Conurbano: el 77% de los hogares dejó de consumir alimentos básicos
La inflación dejó de ocupar los titulares con los números explosivos de otros tiempos. Sin embargo, en los barrios populares del Conurbano bonaerense la realidad cotidiana sigue contando otra historia. Mientras los precios avanzan a un ritmo menor, millones de familias continúan ajustando donde más duele: en la comida.
Los últimos datos relevados por el Instituto de Investigación Social, Económica y Política Ciudadana (ISEPCI) muestran una postal preocupante de la situación social. Cerca de ocho de cada diez hogares consultados reconocieron haber dejado de consumir alimentos esenciales por falta de recursos económicos. No se trata de productos considerados secundarios o prescindibles. Son carnes, lácteos, frutas, verduras, cereales y legumbres, alimentos indispensables para sostener una dieta equilibrada y una adecuada nutrición.
El dato resulta especialmente significativo porque aparece en un contexto donde la inflación de alimentos mostró una desaceleración respecto de los primeros meses del año. Durante mayo, los productos básicos relevados por el Índice Barrial de Precios aumentaron en promedio apenas un 1,52%. Sin embargo, la estabilización de los precios no logró traducirse en una recuperación del consumo.
La mesa familiar bajo presión
Detrás de cada porcentaje hay una decisión cotidiana que miles de familias deben tomar todos los días. Comprar leche o pagar una cuota. Llevar carne o cumplir con una deuda. Comprar frutas para los chicos o afrontar un servicio básico.
Según el relevamiento, el 86% de los hogares consultados atraviesa una situación permanente de estrés económico para llegar a fin de mes. La presión no proviene únicamente del costo actual de los alimentos, sino también del deterioro acumulado de los ingresos y del crecimiento del endeudamiento doméstico.

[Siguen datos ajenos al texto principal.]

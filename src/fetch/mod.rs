//! Resilient page fetching.
//!
//! A fetch is a short state machine: attempt, and on failure either pause and
//! attempt again or give up once the retries are spent. Every failure is
//! retryable; each one is recorded so that an exhausted fetch can report what
//! happened on every attempt.

mod transport;

use std::thread;
use std::time::Duration;

use log::{debug, error};
use thiserror::Error;

use crate::error_handling::{get_retry_schedule, FetchFailure};

pub use transport::{HttpTransport, Transport};

/// Every attempt of a fetch failed.
#[derive(Error, Debug, Clone, PartialEq, Eq)]
#[error("Failed to load HTML from {url} after {attempts} attempts")]
pub struct Exhausted {
    pub url: String,
    pub attempts: usize,
    /// One failure per attempt, in attempt order.
    pub errors: Vec<FetchFailure>,
}

impl Exhausted {
    /// Failure descriptions in attempt order, as stored in the failed-URL journal.
    pub fn messages(&self) -> Vec<String> {
        self.errors.iter().map(|e| e.to_string()).collect()
    }
}

/// Drives fetch attempts over a [`Transport`].
///
/// Attempts and pauses block the calling thread. There is no cancellation: a
/// fetch runs until it succeeds or its retries are spent. `timeout` bounds each
/// attempt, not the whole fetch.
#[derive(Debug, Clone)]
pub struct Fetcher<T: Transport = HttpTransport> {
    transport: T,
}

impl<T: Transport> Fetcher<T> {
    pub fn new(transport: T) -> Self {
        Self { transport }
    }

    pub fn transport(&self) -> &T {
        &self.transport
    }

    /// Fetches `url`, making at most `max_retries + 1` attempts.
    ///
    /// After each failed attempt except the last, the thread sleeps for
    /// `wait_between`.
    ///
    /// # Errors
    ///
    /// Returns [`Exhausted`] carrying one failure per attempt when no attempt
    /// succeeded.
    pub fn fetch(
        &self,
        url: &str,
        timeout: Duration,
        max_retries: usize,
        wait_between: Duration,
    ) -> Result<String, Exhausted> {
        let mut schedule = get_retry_schedule(max_retries, wait_between);
        let mut errors: Vec<FetchFailure> = Vec::with_capacity(max_retries + 1);
        let mut attempt = 1;

        loop {
            match self.transport.get(url, timeout) {
                Ok(markup) => {
                    debug!(
                        "Loaded {} bytes from {} on attempt {}",
                        markup.len(),
                        url,
                        attempt
                    );
                    return Ok(markup);
                }
                Err(failure) => {
                    let failure = failure.at_attempt(attempt);
                    error!("{} for {}", failure, url);
                    errors.push(failure);
                }
            }

            match schedule.next() {
                Some(wait) => {
                    if !wait.is_zero() {
                        thread::sleep(wait);
                    }
                    attempt += 1;
                }
                None => break,
            }
        }

        error!(
            "Failed to load HTML after {} retries for {}",
            max_retries, url
        );
        Err(Exhausted {
            url: url.to_string(),
            attempts: attempt,
            errors,
        })
    }
}

#[cfg(test)]
mod tests {
    use super::*;
    use crate::error_handling::FetchFailureKind;
    use std::cell::Cell;
    use std::time::Instant;

    /// Transport that fails a fixed number of times before succeeding.
    struct FlakyTransport {
        failures_before_success: usize,
        calls: Cell<usize>,
    }

    impl FlakyTransport {
        fn new(failures_before_success: usize) -> Self {
            Self {
                failures_before_success,
                calls: Cell::new(0),
            }
        }
    }

    impl Transport for FlakyTransport {
        fn get(&self, _url: &str, _timeout: Duration) -> Result<String, FetchFailure> {
            let call = self.calls.get() + 1;
            self.calls.set(call);
            if call <= self.failures_before_success {
                Err(FetchFailure::new(
                    FetchFailureKind::Transport,
                    format!("connection reset ({})", call),
                ))
            } else {
                Ok("<p>ok</p>".to_string())
            }
        }
    }

    #[test]
    fn test_always_failing_fetch_makes_retries_plus_one_attempts() {
        let fetcher = Fetcher::new(FlakyTransport::new(usize::MAX));

        let exhausted = fetcher
            .fetch("https://x.test", Duration::from_secs(1), 2, Duration::ZERO)
            .expect_err("every attempt fails");

        assert_eq!(fetcher.transport().calls.get(), 3);
        assert_eq!(exhausted.attempts, 3);
        assert_eq!(exhausted.errors.len(), 3);
        let attempts: Vec<_> = exhausted.errors.iter().map(|e| e.attempt).collect();
        assert_eq!(attempts, vec![1, 2, 3]);
    }

    #[test]
    fn test_success_after_failures_stops_retrying() {
        let fetcher = Fetcher::new(FlakyTransport::new(2));

        let markup = fetcher
            .fetch("https://x.test", Duration::from_secs(1), 5, Duration::ZERO)
            .expect("third attempt succeeds");

        assert_eq!(markup, "<p>ok</p>");
        assert_eq!(fetcher.transport().calls.get(), 3);
    }

    #[test]
    fn test_zero_retries_makes_one_attempt() {
        let fetcher = Fetcher::new(FlakyTransport::new(usize::MAX));
        let exhausted = fetcher
            .fetch("https://x.test", Duration::from_secs(1), 0, Duration::ZERO)
            .expect_err("single attempt fails");
        assert_eq!(exhausted.attempts, 1);
        assert_eq!(fetcher.transport().calls.get(), 1);
    }

    #[test]
    fn test_waits_between_attempts_but_not_after_last() {
        let fetcher = Fetcher::new(FlakyTransport::new(usize::MAX));
        let wait = Duration::from_millis(40);

        let started = Instant::now();
        let _ = fetcher.fetch("https://x.test", Duration::from_secs(1), 2, wait);
        let elapsed = started.elapsed();

        // Two pauses between three attempts
        assert!(elapsed >= wait * 2, "elapsed {:?}", elapsed);
        assert!(elapsed < wait * 3 + Duration::from_millis(500), "elapsed {:?}", elapsed);
    }

    #[test]
    fn test_exhausted_messages_describe_each_attempt() {
        let fetcher = Fetcher::new(FlakyTransport::new(usize::MAX));
        let exhausted = fetcher
            .fetch("https://x.test", Duration::from_secs(1), 1, Duration::ZERO)
            .expect_err("fails");
        assert_eq!(
            exhausted.messages(),
            vec![
                "Network error on attempt 1: connection reset (1)",
                "Network error on attempt 2: connection reset (2)",
            ]
        );
    }

    #[test]
    fn test_closure_transport() {
        let fetcher = Fetcher::new(|url: &str, _timeout: Duration| {
            Ok::<_, FetchFailure>(format!("<p>{}</p>", url))
        });
        let markup = fetcher
            .fetch("https://x.test", Duration::from_secs(1), 0, Duration::ZERO)
            .expect("closure succeeds");
        assert_eq!(markup, "<p>https://x.test</p>");
    }
}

Cada vez más familias recurren a tarjetas de crédito, préstamos personales, financiamiento informal o compras fiadas para sostener gastos corrientes. Como consecuencia, una parte creciente de sus ingresos queda comprometida antes de cobrar. Cuando llega el momento de ajustar, la comida suele convertirse en la variable de sacrificio.
+Los números permiten dimensionar la magnitud del problema. Durante mayo, una familia tipo necesitó $630.419 para cubrir exclusivamente la Canasta Básica Alimentaria y $1.418.443 para afrontar la Canasta Básica Total, que incluye servicios, transporte, educación y otros gastos esenciales. Para muchos hogares, esas cifras ya se encuentran fuera de alcance.

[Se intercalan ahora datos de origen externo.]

//! URL-pattern selection rules.
//!
//! This module provides:
//! - `RuleRecord`: one entry of the rule configuration file
//! - `SelectionRule`: the include/exclude selectors bound to one or more patterns
//! - `RuleTable`: insertion-ordered pattern → rule resolution
//! - `RuleStore`: a table kept in sync with its persisted configuration
//!
//! # Configuration file format
//!
//! ```json
//! [
//!     {
//!         "url_pattern": ["example.com/blog", "blog.example.com"],
//!         "include_selectors": ["article"],
//!         "remove_selectors": ["script", "nav"]
//!     },
//!     {
//!         "url_pattern": ["_default_"],
//!         "include_selectors": ["h1", "p"],
//!         "remove_selectors": ["script"]
//!     }
//! ]
//! ```
//!
//! A pattern matches a URL when it occurs anywhere inside it. `_default_` marks the
//! catch-all rule, used only when the caller allows it.

mod store;
mod table;

use serde::{Deserialize, Serialize};

pub use store::RuleStore;
pub use table::RuleTable;

/// One record of the rule configuration file.
#[derive(Debug, Clone, PartialEq, Eq, Serialize, Deserialize)]
pub struct RuleRecord {
    pub url_pattern: Vec<String>,
    #[serde(default)]
    pub include_selectors: Vec<String>,
    #[serde(default)]
    pub remove_selectors: Vec<String>,
}

/// Include/exclude selectors applied to pages whose URL matches one of `patterns`.
#[derive(Debug, Clone, PartialEq, Eq)]
pub struct SelectionRule {
    pub patterns: Vec<String>,
    pub include: Vec<String>,
    pub exclude: Vec<String>,
}

/// Result of registering a rule.
#[derive(Debug, Clone, Copy, PartialEq, Eq)]
pub enum AddOutcome {
    /// Every pattern was new.
    Added,
    /// At least one pattern existed and was re-pointed at the new rule.
    Replaced,
    /// Nothing changed.
    Skipped,
}
//! URL validation and normalization for command-line input.

use log::warn;

use crate::config::MAX_URL_LENGTH;

/// Validates and normalizes a URL given on the command line.
///
/// Adds an `https://` prefix if no http(s) scheme is present, then checks that the
/// result parses and uses http or https. Logs a warning and returns `None` if the
/// URL is invalid, too long, or uses an unsupported scheme.
///
/// # Arguments
///
/// * `url` - The URL string to validate and normalize
///
/// # Returns
///
/// `Some(normalized_url)` if the URL can be read, `None` otherwise.
pub fn validate_and_normalize_url(url: &str) -> Option<String> {
    let url = url.trim();

    let normalized = if !url.starts_with("http://") && !url.starts_with("https://") {
        format!("https://{url}")
    } else {
        url.to_string()
    };

    if normalized.len() > MAX_URL_LENGTH {
        warn!(
            "Skipping URL exceeding maximum length ({} > {}): {}...",
            normalized.len(),
            MAX_URL_LENGTH,
            normalized.chars().take(50).collect::<String>()
        );
        return None;
    }

    match url::Url::parse(&normalized) {
        Ok(parsed) => match parsed.scheme() {
            "http" | "https" if parsed.host_str().is_some() => Some(normalized),
            _ => {
                warn!("Skipping unsupported URL: {url}");
                None
            }
        },
        Err(_) => {
            warn!("Skipping invalid URL: {url}");
            None
        }
    }
}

Los alimentos que desaparecen del plato
El informe también permite observar cuáles son los productos que se están volviendo más inaccesibles para los sectores populares.
Dentro del rubro almacén, la leche acumuló un aumento del 25% en lo que va del año. El azúcar subió 16,67%, mientras que el pan y las lentejas registraron incrementos del 15,38%.
En el caso de las carnes, el promedio de aumento alcanzó el 22%, aunque los cortes tradicionalmente más económicos sufrieron incrementos todavía mayores. El espinazo acumuló una suba del 32,7%, la paleta casi un 30%, mientras que el hígado y la carnaza crecieron alrededor del 25%.
La consecuencia aparece rápidamente en las mesas familiares. Cuando incluso los cortes considerados más accesibles aumentan por encima del promedio, la posibilidad de sostener una alimentación adecuada se vuelve cada vez más difícil.
La situación ya no afecta únicamente a quienes están desempleados o viven de ingresos informales. También alcanza a trabajadores registrados, jubilados y familias que conservan alguna fuente de ingreso pero que no logran seguir el ritmo del costo de vida.
El dato más alarmante quizás sea otro: el 66% de los hogares aseguró haber eliminado al menos una comida diaria por razones económicas. No se trata solamente de comer peor. En muchos casos se trata de comer menos.
La desaceleración inflacionaria aparece como una condición necesaria para ordenar la economía. Pero los datos muestran que, por sí sola, no alcanza para recomponer el bienestar social. Mientras los ingresos sigan perdiendo capacidad de compra y las deudas absorban buena parte de los recursos familiares, la recuperación seguirá siendo una estadística distante para millones de bonaerenses.
Porque cuando una familia deja de comprar carne, leche, frutas o verduras para poder pagar cuentas, la crisis deja de medirse en porcentajes. Empieza a medirse en platos vacíos, en nutrición perdida y en oportunidades que también se quedan fuera de la mesa.